Nutrition: Even identical twins respond differently to food

The largest ongoing study of its kind finds that people’s responses to food vary depending on a wide variety of factors. The findings suggest that the future of nutrition lies in personalized dietary advice.
illustration of different plates of food

New research shows why doctors need to personalize nutritional advice.

Despite repeated public awareness campaigns and official dietary recommendations, the obesity epidemic is a persistent problem in the United States, and obesity-related conditions such as metabolic syndrome are a growing concern.

The lack of personalized dietary advice may partly be the reason for this.

For instance, one study pointed out that giving specific weight loss tips and having an empathetic approach toward those trying to lose weight can be much more beneficial than simply telling someone to improve their diet.

Another intriguing study in mice pointed to genes as a key factor that may determine which diet works.

At the time, the researchers concluded that if they could replicate the same findings in humans, they would prove that “precision dietetics” may work a lot better than the standard “one-size-fits-all” approach.

Now, groundbreaking research does just that.
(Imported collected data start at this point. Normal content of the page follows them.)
//! Crypto backend traits.
//!
//! A backend turns a TLS traffic secret into ready-to-use packet protection:
//! a body AEAD and a header-protection key. The handshake driver never holds
//! raw key material beyond the call into the backend.

use crate::error::Result;
use crate::types::{ConnectionId, KeyDirection};

/// Authenticated body cipher for one (level, direction).
///
/// Implementations hold the packet key and IV internally; the nonce is the
/// IV xored with the packet number (RFC 9001 Section 5.3).
pub trait PacketAead: Send {
    /// Encrypt `payload` bound to `header`, returning ciphertext plus tag.
    fn seal(&self, packet_number: u64, header: &[u8], payload: &[u8]) -> Result<Vec<u8>>;

    /// Decrypt `ciphertext` bound to `header`, returning the plaintext.
    fn open(&self, packet_number: u64, header: &[u8], ciphertext: &[u8]) -> Result<Vec<u8>>;

    fn tag_len(&self) -> usize;
}

/// Header protection key for one (level, direction) (RFC 9001 Section 5.4).
pub trait HeaderKey: Send {
    /// Compute the 5-byte mask from a ciphertext sample.
    fn mask(&self, sample: &[u8]) -> Result<[u8; 5]>;

    fn sample_len(&self) -> usize;
}

/// A derived, install-ready protection pair for one (level, direction).
pub struct PacketProtection {
    pub aead: Box<dyn PacketAead>,
    pub header: Box<dyn HeaderKey>,
}

impl std::fmt::Debug for PacketProtection {
    fn fmt(&self, f: &mut std::fmt::Formatter<'_>) -> std::fmt::Result {
        f.debug_struct("PacketProtection").finish_non_exhaustive()
    }
}

/// Factory for packet protection material.
pub trait CryptoBackend: Send {
    /// Derive the packet key, IV and header-protection key from a TLS
    /// traffic secret and wrap them for use by the packet codec.
    fn packet_protection(&self, secret: &[u8], cipher_suite: u16) -> Result<PacketProtection>;

    /// Derive the deterministic Initial protection for one direction from
    /// the destination connection id (RFC 9001 Section 5.2).
    fn initial_protection(
        &self,
        dcid: &ConnectionId,
        version: u32,
        direction: KeyDirection,
    ) -> Result<PacketProtection>;
}
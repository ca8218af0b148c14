//! Transport parameters (RFC 9000 Section 7.4, 18).

pub mod parameters;

pub use parameters::{
    ServerTransportParameters, TransportParameters, CUSTOM_TRANSPORT_PARAM_THRESHOLD,
};
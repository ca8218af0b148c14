//! Client UDP socket setup.
//!
//! Sockets are created unbound with socket2, configured and bound to the
//! wildcard address of the peer's family at start time, then handed to tokio.
//! The same option set is applied to the primary and the happy-eyeballs
//! secondary socket.

use std::net::{Ipv4Addr, Ipv6Addr, SocketAddr};

use anyhow::{Context, Result};
use socket2::{Domain, Protocol, Socket, Type};

use crate::config::TransportSettings;

/// Create an unbound UDP socket matching the peer address family.
pub fn create_socket(peer: &SocketAddr) -> Result<Socket> {
    let domain = match peer {
        SocketAddr::V4(_) => Domain::IPV4,
        SocketAddr::V6(_) => Domain::IPV6,
    };
    Socket::new(domain, Type::DGRAM, Some(Protocol::UDP)).context("creating UDP socket")
}

/// Apply client socket options and bind to the family wildcard.
///
/// Client sockets never share a port: reuse-address stays off. PMTUD policy
/// and the error-queue opt-in follow the transport settings.
pub fn setup_socket(socket: &Socket, peer: &SocketAddr, settings: &TransportSettings) -> Result<()> {
    socket
        .set_reuse_address(false)
        .context("clearing SO_REUSEADDR")?;

    let wildcard: SocketAddr = match peer {
        SocketAddr::V4(_) => (Ipv4Addr::UNSPECIFIED, 0).into(),
        SocketAddr::V6(_) => (Ipv6Addr::UNSPECIFIED, 0).into(),
    };
    socket
        .bind(&wildcard.into())
        .with_context(|| format!("binding UDP socket to {wildcard}"))?;

    configure_pmtud(socket, peer, settings.turnoff_pmtud)?;

    if settings.enable_socket_err_msg_callback {
        configure_recverr(socket, peer)?;
    }

    if settings.connect_udp {
        socket
            .connect(&(*peer).into())
            .with_context(|| format!("connecting UDP socket to {peer}"))?;
    }
    Ok(())
}

/// Move a configured socket onto the tokio reactor.
pub fn into_tokio(socket: Socket) -> Result<tokio::net::UdpSocket> {
    socket
        .set_nonblocking(true)
        .context("setting O_NONBLOCK")?;
    tokio::net::UdpSocket::from_std(socket.into()).context("registering socket with tokio")
}

/// PMTUD policy: with `turnoff_pmtud` we ask the kernel to probe (never set
/// DF on fragments), otherwise we pin DF so the path MTU holds.
#[cfg(target_os = "linux")]
fn configure_pmtud(socket: &Socket, peer: &SocketAddr, turnoff_pmtud: bool) -> Result<()> {
    use std::os::fd::AsRawFd;

    let value: libc::c_int = if turnoff_pmtud {
        libc::IP_PMTUDISC_PROBE
    } else {
        libc::IP_PMTUDISC_DO
    };
    let (level, optname) = match peer {
        SocketAddr::V4(_) => (libc::IPPROTO_IP, libc::IP_MTU_DISCOVER),
        SocketAddr::V6(_) => (libc::IPPROTO_IPV6, libc::IPV6_MTU_DISCOVER),
    };
    let ret = unsafe {
        libc::setsockopt(
            socket.as_raw_fd(),
            level,
            optname,
            &value as *const _ as *const libc::c_void,
            std::mem::size_of_val(&value) as libc::socklen_t,
        )
    };
    if ret == -1 {
        return Err(std::io::Error::last_os_error()).context("setting MTU discover mode");
    }
    Ok(())
}

/// Portable fallback: no probing support, DF stays at the platform default.
#[cfg(not(target_os = "linux"))]
fn configure_pmtud(_socket: &Socket, _peer: &SocketAddr, turnoff_pmtud: bool) -> Result<()> {
    if turnoff_pmtud {
        tracing::warn!("PMTUD probing not available on this platform");
    }
    Ok(())
}

/// Ask the kernel to queue ICMP errors on the socket so sends surface them.
#[cfg(target_os = "linux")]
fn configure_recverr(socket: &Socket, peer: &SocketAddr) -> Result<()> {
    use std::os::fd::AsRawFd;

    let value: libc::c_int = 1;
    let (level, optname) = match peer {
        SocketAddr::V4(_) => (libc::IPPROTO_IP, libc::IP_RECVERR),
        SocketAddr::V6(_) => (libc::IPPROTO_IPV6, libc::IPV6_RECVERR),
    };
    let ret = unsafe {
        libc::setsockopt(
            socket.as_raw_fd(),
            level,
            optname,
            &value as *const _ as *const libc::c_void,
            std::mem::size_of_val(&value) as libc::socklen_t,
        )
    };
    if ret == -1 {
        return Err(std::io::Error::last_os_error()).context("setting IP_RECVERR");
    }
    Ok(())
}

#[cfg(not(target_os = "linux"))]
fn configure_recverr(_socket: &Socket, _peer: &SocketAddr) -> Result<()> {
    tracing::warn!("socket error-queue reporting not available on this platform");
    Ok(())
}
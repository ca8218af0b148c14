//! The TLS 1.3 client state machine interface.
//!
//! The driver does not embed a specific TLS stack. It drives any
//! [`TlsMachine`] and consumes the ordered action list each cycle produces.
//! Actions are a closed tagged sum, matched exhaustively in the driver's
//! dispatch method. State mutation is internal to the machine (`&mut self`),
//! so there is no separate mutate-state action.

use bytes::Bytes;

use crate::transport::ServerTransportParameters;
use crate::types::{EncryptionLevel, KeyDirection};

/// A pre-shared key plus everything cached from the previous connection to
/// the same server: the flow-control limits needed to open 0-RTT streams and
/// any address-validation token the server handed out via NEW_TOKEN.
#[derive(Debug, Clone, PartialEq, Eq)]
pub struct ResumptionRecord {
    /// Opaque ticket bytes presented back as the PSK identity.
    pub psk_identity: Vec<u8>,
    /// The resumption PSK derived from the session that issued the ticket.
    pub secret: Vec<u8>,
    pub cipher_suite: u16,
    pub alpn: Option<Vec<u8>>,
    pub server_params: ServerTransportParameters,
    pub token: Option<Vec<u8>>,
    /// Largest amount of 0-RTT data the ticket permits; 0 disables 0-RTT.
    pub max_early_data: u32,
    /// Obfuscation offset added to the ticket age on the wire.
    pub age_add: u32,
    /// Wall-clock issue time (unix milliseconds) for the ticket age.
    pub issued_at_unix_ms: u64,
}

/// Inputs to [`TlsMachine::start`].
#[derive(Debug, Clone, Default)]
pub struct ConnectParams {
    /// Server name for certificate validation and PSK lookup.
    pub hostname: Option<String>,
    /// Cached PSK; presence unlocks a 0-RTT attempt.
    pub cached_psk: Option<ResumptionRecord>,
    /// Encoded local transport parameters for the quic extension.
    pub transport_params: Vec<u8>,
    /// Offered application protocols, in preference order.
    pub alpn: Vec<Vec<u8>>,
}

/// One step of the TLS client machine, in emission order.
#[derive(Debug, Clone)]
pub enum TlsAction {
    /// Post-handshake application data arrived inside the TLS stream.
    DeliverAppData(Bytes),
    /// Handshake bytes to frame into CRYPTO at the given level.
    WriteToSocket {
        level: EncryptionLevel,
        data: Bytes,
    },
    /// The early secret is usable; 0-RTT writes may begin.
    ReportEarlyHandshakeSuccess,
    /// Handshake completed; 1-RTT secrets follow (or preceded) this action.
    ReportHandshakeSuccess {
        /// Whether the server accepted early data, when it was attempted.
        early_data_accepted: bool,
    },
    /// Early data could not be written; content must be replayed at 1-RTT.
    ReportEarlyWriteFailed,
    /// Fatal TLS failure. The connection is unusable afterwards.
    ReportError(String),
    /// The machine needs more input before it can make progress.
    WaitForData,
    /// The server issued a resumption ticket worth persisting.
    NewCachedPsk(ResumptionRecord),
    /// A traffic secret for (level, direction) became available.
    SecretAvailable {
        level: EncryptionLevel,
        direction: KeyDirection,
        cipher_suite: u16,
        secret: Vec<u8>,
    },
}

/// A TLS 1.3 client state machine speaking through per-level byte streams.
///
/// `start` and `process` return the full ordered action list for that cycle;
/// the driver processes one list to completion before feeding more input.
pub trait TlsMachine: Send {
    /// Begin the handshake, emitting the ClientHello flight.
    fn start(&mut self, params: &ConnectParams) -> Vec<TlsAction>;

    /// Feed handshake bytes received at `level`, in stream order.
    fn process(&mut self, level: EncryptionLevel, data: &[u8]) -> Vec<TlsAction>;

    /// Negotiated application protocol, once known.
    fn application_protocol(&self) -> Option<&[u8]>;

    /// Whether the connection resumed a previous TLS session.
    fn is_resumed(&self) -> bool;

    /// The server's raw transport parameter extension, once received.
    fn peer_transport_params(&self) -> Option<Bytes>;
}

/// Embedder hook invoked by the driver for events that outlive the
/// connection, mirroring the PSK cache contract.
pub trait HandshakeCallback: Send {
    /// A new resumption record should be persisted for this hostname.
    fn on_new_cached_psk(&mut self, record: ResumptionRecord);
}

/// Callback that drops everything; useful when resumption is not wanted.
pub struct NoopHandshakeCallback;

impl HandshakeCallback for NoopHandshakeCallback {
    fn on_new_cached_psk(&mut self, _record: ResumptionRecord) {}
}
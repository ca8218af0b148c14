//! # quicc-quic: client-side QUIC protocol core
//!
//! Sans-I/O building blocks for a QUIC client transport:
//!
//! ```text
//! quicc-quic/
//! ├── error      - Terminal error taxonomy and wire-code mapping
//! ├── types      - Connection ids, varints, epochs, handshake phase
//! ├── packet     - Header codec, packet numbers, packet protection
//! ├── frames     - The handshake-epoch frame subset
//! ├── crypto     - Backend traits, RustCrypto default, one-shot KeyScheduler,
//! │                TLS action model
//! ├── handshake  - Client handshake driver and CRYPTO stream reassembly
//! ├── tls        - Built-in TLS 1.3 client machine (RFC 8446 over QUIC)
//! └── transport  - Transport parameter codec and the cached server subset
//! ```
//!
//! ## Design
//!
//! 1. **No I/O**: this crate never touches sockets or clocks. The `quicc`
//!    runtime owns the event loop and feeds bytes in.
//! 2. **Keys move once**: packet protection material is handed from the
//!    handshake to the packet codec through edge-triggered one-shot slots;
//!    nothing is reference-counted or shared.
//! 3. **Pluggable TLS**: the handshake drives any [`crypto::TlsMachine`] and
//!    pattern-matches its closed action set. [`tls::Tls13Machine`] is the
//!    built-in implementation; an embedder may swap in another stack behind
//!    the same trait.

#![forbid(unsafe_code)]

pub mod crypto;
pub mod error;
pub mod frames;
pub mod handshake;
pub mod packet;
pub mod tls;
pub mod transport;
pub mod types;

pub use crypto::{
    CryptoBackend, HeaderKey, KeyScheduler, PacketAead, PacketProtection, ResumptionRecord,
    RustCryptoBackend, TlsAction, TlsMachine,
};
pub use error::{Error, Result, TransportErrorKind};
pub use frames::{Frame, FrameParser};
pub use handshake::HandshakeDriver;
pub use packet::{Header, LongType, ParsedPacket, MIN_INITIAL_DATAGRAM};
pub use tls::{CertificateVerifier, NoCertificateVerification, Tls13Machine};
pub use transport::{ServerTransportParameters, TransportParameters};
pub use types::{
    ConnectionId, EncryptionLevel, HandshakePhase, KeyDirection, VERSION_1, VERSION_NEGOTIATION,
};
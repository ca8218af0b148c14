//! Transport settings.
//!
//! Settings are an immutable value: they flow into happy-eyeballs setup and
//! the write path by reference, never through globals.

use std::time::Duration;

use quicc_quic::transport::TransportParameters;
use quicc_quic::types::VERSION_1;

#[derive(Debug, Clone)]
pub struct TransportSettings {
    /// Invoke `connect()` on the UDP sockets so the kernel filters
    /// off-path senders and reports ICMP errors on send.
    pub connect_udp: bool,
    /// Use probing PMTU discovery socket options instead of setting DF.
    pub turnoff_pmtud: bool,
    /// Opt into kernel error-queue reporting (ICMP hints surface as socket
    /// errors, which the loop logs rather than treats as fatal).
    pub enable_socket_err_msg_callback: bool,
    /// Race v4 and v6 candidate addresses when both are registered.
    pub happy_eyeballs_enabled: bool,
    /// Delay before the losing-family socket also starts writing.
    /// Must be positive.
    pub conn_attempt_delay: Duration,
    /// Offered QUIC versions, most preferred first.
    pub supported_versions: Vec<u32>,
    /// Private transport parameters, each id at or above the custom
    /// threshold, appended to the advertised parameters verbatim.
    pub custom_transport_parameters: Vec<(u64, Vec<u8>)>,
    /// Transport parameters advertised in the ClientHello.
    pub transport_params: TransportParameters,
    /// Application protocols offered via ALPN, in preference order.
    pub alpn: Vec<Vec<u8>>,
    /// Largest datagram the write path will emit.
    pub max_udp_payload: usize,
}

impl Default for TransportSettings {
    fn default() -> Self {
        Self {
            connect_udp: false,
            turnoff_pmtud: false,
            enable_socket_err_msg_callback: false,
            happy_eyeballs_enabled: true,
            conn_attempt_delay: Duration::from_millis(150),
            supported_versions: vec![VERSION_1],
            custom_transport_parameters: Vec::new(),
            transport_params: TransportParameters {
                initial_max_data: 1 << 20,
                initial_max_stream_data_bidi_local: 1 << 16,
                initial_max_stream_data_bidi_remote: 1 << 16,
                initial_max_stream_data_uni: 1 << 16,
                initial_max_streams_bidi: 100,
                initial_max_streams_uni: 100,
                max_idle_timeout: 30_000,
                ..Default::default()
            },
            alpn: Vec::new(),
            max_udp_payload: 1252,
        }
    }
}
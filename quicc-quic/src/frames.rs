//! The frame subset a client handshake needs (RFC 9000 Section 19).
//!
//! Stream and flow-control frames belong to the multiplexing layer and are
//! not parsed here; an unknown frame type in a handshake-epoch packet is a
//! protocol violation.

use bytes::Bytes;

use crate::error::{Error, Result, TransportErrorKind};
use crate::types::VarInt;

#[derive(Debug, Clone, PartialEq, Eq)]
pub enum Frame {
    Padding { len: usize },
    Ping,
    Ack {
        largest: u64,
        /// Raw ack-delay field; scaling by the exponent is the recovery
        /// collaborator's business.
        delay: u64,
        first_range: u64,
    },
    Crypto { offset: u64, data: Bytes },
    NewToken { token: Bytes },
    ConnectionClose {
        error_code: u64,
        /// `Some` for the transport variant (0x1c), `None` for the
        /// application variant (0x1d).
        frame_type: Option<u64>,
        reason: Bytes,
    },
    HandshakeDone,
}

impl Frame {
    /// Whether receipt of this frame obligates us to acknowledge the packet.
    pub fn is_ack_eliciting(&self) -> bool {
        !matches!(
            self,
            Frame::Padding { .. } | Frame::Ack { .. } | Frame::ConnectionClose { .. }
        )
    }
}

fn bad(msg: &'static str) -> Error {
    Error::transport(TransportErrorKind::Protocol, msg)
}

/// Sequential frame parser over one decrypted packet payload.
pub struct FrameParser<'a> {
    buf: &'a [u8],
    at: usize,
}

impl<'a> FrameParser<'a> {
    pub fn new(buf: &'a [u8]) -> Self {
        Self { buf, at: 0 }
    }

    fn varint(&mut self) -> Result<u64> {
        let (val, used) =
            VarInt::decode(self.buf.get(self.at..).unwrap_or(&[])).ok_or(bad("frame truncated"))?;
        self.at += used;
        Ok(val)
    }

    fn bytes(&mut self, len: usize) -> Result<Bytes> {
        let end = self.at.checked_add(len).ok_or(bad("frame truncated"))?;
        let slice = self.buf.get(self.at..end).ok_or(bad("frame truncated"))?;
        self.at = end;
        Ok(Bytes::copy_from_slice(slice))
    }

    /// Next frame, or `None` at end of payload.
    pub fn next_frame(&mut self) -> Result<Option<Frame>> {
        if self.at >= self.buf.len() {
            return Ok(None);
        }
        let frame_type = self.varint()?;
        let frame = match frame_type {
            0x00 => {
                let mut len = 1;
                while self.buf.get(self.at) == Some(&0x00) {
                    self.at += 1;
                    len += 1;
                }
                Frame::Padding { len }
            }
            0x01 => Frame::Ping,
            0x02 | 0x03 => {
                let largest = self.varint()?;
                let delay = self.varint()?;
                let range_count = self.varint()?;
                let first_range = self.varint()?;
                for _ in 0..range_count {
                    self.varint()?; // gap
                    self.varint()?; // range length
                }
                if frame_type == 0x03 {
                    // ECN counts: ECT0, ECT1, CE
                    for _ in 0..3 {
                        self.varint()?;
                    }
                }
                Frame::Ack {
                    largest,
                    delay,
                    first_range,
                }
            }
            0x06 => {
                let offset = self.varint()?;
                let len = self.varint()? as usize;
                Frame::Crypto {
                    offset,
                    data: self.bytes(len)?,
                }
            }
            0x07 => {
                let len = self.varint()? as usize;
                if len == 0 {
                    return Err(bad("empty NEW_TOKEN"));
                }
                Frame::NewToken {
                    token: self.bytes(len)?,
                }
            }
            0x1c | 0x1d => {
                let error_code = self.varint()?;
                let inner_type = if frame_type == 0x1c {
                    Some(self.varint()?)
                } else {
                    None
                };
                let reason_len = self.varint()? as usize;
                Frame::ConnectionClose {
                    error_code,
                    frame_type: inner_type,
                    reason: self.bytes(reason_len)?,
                }
            }
            0x1e => Frame::HandshakeDone,
            _ => return Err(bad("unexpected frame type in handshake epoch")),
        };
        Ok(Some(frame))
    }
}

// ============================================================================
// Encoding
// ============================================================================

pub fn encode_ping(out: &mut Vec<u8>) {
    out.push(0x01);
}

pub fn encode_padding(out: &mut Vec<u8>, len: usize) {
    out.resize(out.len() + len, 0x00);
}

/// Single-range ACK acknowledging `largest` only.
pub fn encode_ack(largest: u64, delay: u64, out: &mut Vec<u8>) {
    out.push(0x02);
    VarInt::encode(largest, out);
    VarInt::encode(delay, out);
    VarInt::encode(0, out); // range count
    VarInt::encode(0, out); // first range
}

pub fn encode_crypto(offset: u64, data: &[u8], out: &mut Vec<u8>) {
    out.push(0x06);
    VarInt::encode(offset, out);
    VarInt::encode(data.len() as u64, out);
    out.extend_from_slice(data);
}

pub fn encode_connection_close(error_code: u64, reason: &[u8], out: &mut Vec<u8>) {
    out.push(0x1c);
    VarInt::encode(error_code, out);
    VarInt::encode(0, out); // offending frame type: unknown
    VarInt::encode(reason.len() as u64, out);
    out.extend_from_slice(reason);
}

/// Application-variant CONNECTION_CLOSE (0x1d).
pub fn encode_application_close(error_code: u64, reason: &[u8], out: &mut Vec<u8>) {
    out.push(0x1d);
    VarInt::encode(error_code, out);
    VarInt::encode(reason.len() as u64, out);
    out.extend_from_slice(reason);
}

/// Bytes `encode_crypto` will emit for a chunk of `data_len` at `offset`.
pub fn crypto_frame_overhead(offset: u64, data_len: usize) -> usize {
    1 + VarInt::size(offset) + VarInt::size(data_len as u64)
}
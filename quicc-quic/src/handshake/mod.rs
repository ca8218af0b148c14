//! The client handshake driver and its per-level crypto streams.

pub mod driver;
pub mod stream;

pub use driver::HandshakeDriver;
pub use stream::CryptoStream;
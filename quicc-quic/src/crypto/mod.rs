//! Packet protection crypto (RFC 9001).
//!
//! The protocol core does not pick a crypto library; it consumes backends
//! through the traits in [`backend`]. A RustCrypto-based default lives in
//! [`rust_crypto`]. Key handoff between the handshake and the packet codec
//! goes through the one-shot [`keys::KeyScheduler`].

pub mod backend;
pub mod keys;
pub mod machine;
pub mod rust_crypto;

pub use backend::{CryptoBackend, HeaderKey, PacketAead, PacketProtection};
pub use keys::KeyScheduler;
pub use machine::{
    ConnectParams, HandshakeCallback, NoopHandshakeCallback, ResumptionRecord, TlsAction,
    TlsMachine,
};
pub use rust_crypto::{initial_packet_protection, RustCryptoBackend};
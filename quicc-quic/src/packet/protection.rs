//! Applying and removing packet protection (RFC 9001 Section 5.3, 5.4).
//!
//! `seal_packet` produces one finished packet from header bytes plus frames;
//! `open_packet` undoes header protection in place and decrypts the body.

use crate::crypto::backend::PacketProtection;
use crate::error::{Error, Result, TransportErrorKind};
use crate::packet::header::ParsedPacket;
use crate::packet::number;

/// The header-protection sample starts 4 bytes past the start of the packet
/// number field, regardless of the actual packet number length.
const SAMPLE_SKIP: usize = 4;

/// Seal `frames` into a packet. `header` holds everything up to the packet
/// number; the first byte must already carry the pn-length bits.
///
/// The caller pads frames so that `pn_len + frames.len() >= 4`, guaranteeing
/// enough ciphertext for the header-protection sample
/// (RFC 9001 Section 5.4.2).
pub fn seal_packet(
    mut header: Vec<u8>,
    pn: u64,
    pn_len: usize,
    frames: &[u8],
    prot: &PacketProtection,
) -> Result<Vec<u8>> {
    if pn_len + frames.len() < SAMPLE_SKIP {
        return Err(Error::InternalError("packet too short to sample"));
    }
    let pn_offset = header.len();
    number::encode_truncated(pn, pn_len, &mut header);

    let ciphertext = prot.aead.seal(pn, &header, frames)?;
    let mut packet = header;
    packet.extend_from_slice(&ciphertext);

    let sample_at = pn_offset + SAMPLE_SKIP;
    let mask = prot
        .header
        .mask(&packet[sample_at..sample_at + prot.header.sample_len()])?;

    let first_byte_mask = if packet[0] & 0x80 != 0 { 0x0f } else { 0x1f };
    packet[0] ^= mask[0] & first_byte_mask;
    for i in 0..pn_len {
        packet[pn_offset + i] ^= mask[1 + i];
    }
    Ok(packet)
}

/// A decrypted packet body.
#[derive(Debug)]
pub struct OpenedPacket {
    pub packet_number: u64,
    pub payload: Vec<u8>,
}

/// Remove header protection in place and decrypt the packet located by
/// `parsed`. `largest_pn` is the largest packet number already received at
/// this level, used to recover the full number.
///
/// On failure the protected region may be left garbled; the caller drops the
/// datagram, it never retries with different keys.
pub fn open_packet(
    datagram: &mut [u8],
    parsed: &ParsedPacket,
    largest_pn: Option<u64>,
    prot: &PacketProtection,
) -> Result<OpenedPacket> {
    let sample_at = parsed.pn_offset + SAMPLE_SKIP;
    let sample_end = sample_at + prot.header.sample_len();
    if sample_end > parsed.end {
        return Err(Error::transport(
            TransportErrorKind::Protocol,
            "packet too short to sample",
        ));
    }
    let mask = prot.header.mask(&datagram[sample_at..sample_end])?;

    let first_byte_mask = if datagram[parsed.start] & 0x80 != 0 { 0x0f } else { 0x1f };
    datagram[parsed.start] ^= mask[0] & first_byte_mask;
    let pn_len = (datagram[parsed.start] & 0x03) as usize + 1;
    if parsed.pn_offset + pn_len > parsed.end {
        return Err(Error::transport(
            TransportErrorKind::Protocol,
            "packet number overruns payload",
        ));
    }

    let mut truncated = 0u64;
    for i in 0..pn_len {
        datagram[parsed.pn_offset + i] ^= mask[1 + i];
        truncated = (truncated << 8) | datagram[parsed.pn_offset + i] as u64;
    }
    let packet_number = number::decode(largest_pn, truncated, pn_len * 8);

    let (aad, rest) = datagram[parsed.start..parsed.end].split_at(parsed.pn_offset + pn_len - parsed.start);
    let payload = prot.aead.open(packet_number, aad, rest)?;
    Ok(OpenedPacket {
        packet_number,
        payload,
    })
}

#[cfg(test)]
mod tests {
    use super::*;
    use crate::crypto::rust_crypto::initial_packet_protection;
    use crate::packet::header::{encode_long_header, encode_short_header, parse_packet, LongType};
    use crate::types::{ConnectionId, KeyDirection, VERSION_1};

    fn pair() -> (PacketProtection, PacketProtection) {
        let cid = ConnectionId::from_slice(&[0xab; 8]).unwrap();
        (
            initial_packet_protection(&cid, VERSION_1, KeyDirection::Write).unwrap(),
            // The opposite end opens with the same direction's material.
            initial_packet_protection(&cid, VERSION_1, KeyDirection::Write).unwrap(),
        )
    }

    #[test]
    fn long_packet_roundtrip() {
        let (write, read) = pair();
        let dcid = ConnectionId::from_slice(&[0xab; 8]).unwrap();
        let scid = ConnectionId::from_slice(&[0xcd; 4]).unwrap();
        let frames = b"crypto frame bytes".to_vec();

        let pn_len = 2;
        let header = encode_long_header(
            LongType::Initial,
            VERSION_1,
            &dcid,
            &scid,
            b"",
            pn_len,
            frames.len() + write.aead.tag_len(),
        );
        let mut packet = seal_packet(header, 3, pn_len, &frames, &write).unwrap();

        let parsed = parse_packet(&packet, 0, 8).unwrap();
        let opened = open_packet(&mut packet, &parsed, Some(2), &read).unwrap();
        assert_eq!(opened.packet_number, 3);
        assert_eq!(opened.payload, frames);
    }

    #[test]
    fn short_packet_roundtrip() {
        let (write, read) = pair();
        let dcid = ConnectionId::from_slice(&[9; 8]).unwrap();
        let frames = b"one rtt payload".to_vec();

        let header = encode_short_header(&dcid, 1);
        let mut packet = seal_packet(header, 0, 1, &frames, &write).unwrap();
        // Header protection must have flipped pn-length bits or pn bytes with
        // overwhelming probability; just check the packet still parses.
        let parsed = parse_packet(&packet, 0, 8).unwrap();
        let opened = open_packet(&mut packet, &parsed, None, &read).unwrap();
        assert_eq!(opened.packet_number, 0);
        assert_eq!(opened.payload, frames);
    }

    #[test]
    fn wrong_keys_fail_open() {
        let (write, _) = pair();
        let other = initial_packet_protection(
            &ConnectionId::from_slice(&[0x11; 8]).unwrap(),
            VERSION_1,
            KeyDirection::Write,
        )
        .unwrap();

        let dcid = ConnectionId::from_slice(&[0xab; 8]).unwrap();
        let header = encode_short_header(&dcid, 1);
        let mut packet = seal_packet(header, 0, 1, b"payload!", &write).unwrap();
        let parsed = parse_packet(&packet, 0, 8).unwrap();
        assert!(open_packet(&mut packet, &parsed, None, &other).is_err());
    }

    #[test]
    fn undersized_payload_is_rejected_at_seal() {
        let (write, _) = pair();
        let dcid = ConnectionId::from_slice(&[9; 8]).unwrap();
        let header = encode_short_header(&dcid, 1);
        // 1-byte pn + 2 frame bytes < 4: not enough for the sample offset.
        assert!(seal_packet(header, 0, 1, b"ab", &write).is_err());
    }
}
Drawing from a large twin study, scientists have expanded the findings by conducting a nutritional response study with applied machine learning algorithms to show that one size really doesn’t fit all when it comes to a person’s diet. In fact, the new study reveals that even identical twins respond differently to food.

These findings are part of what is the largest ongoing scientific study of its kind, which researchers at King’s College London (KCL) in the United Kingdom and Massachusetts General Hospital in Boston — in collaboration with nutritional science company ZOE — carried out.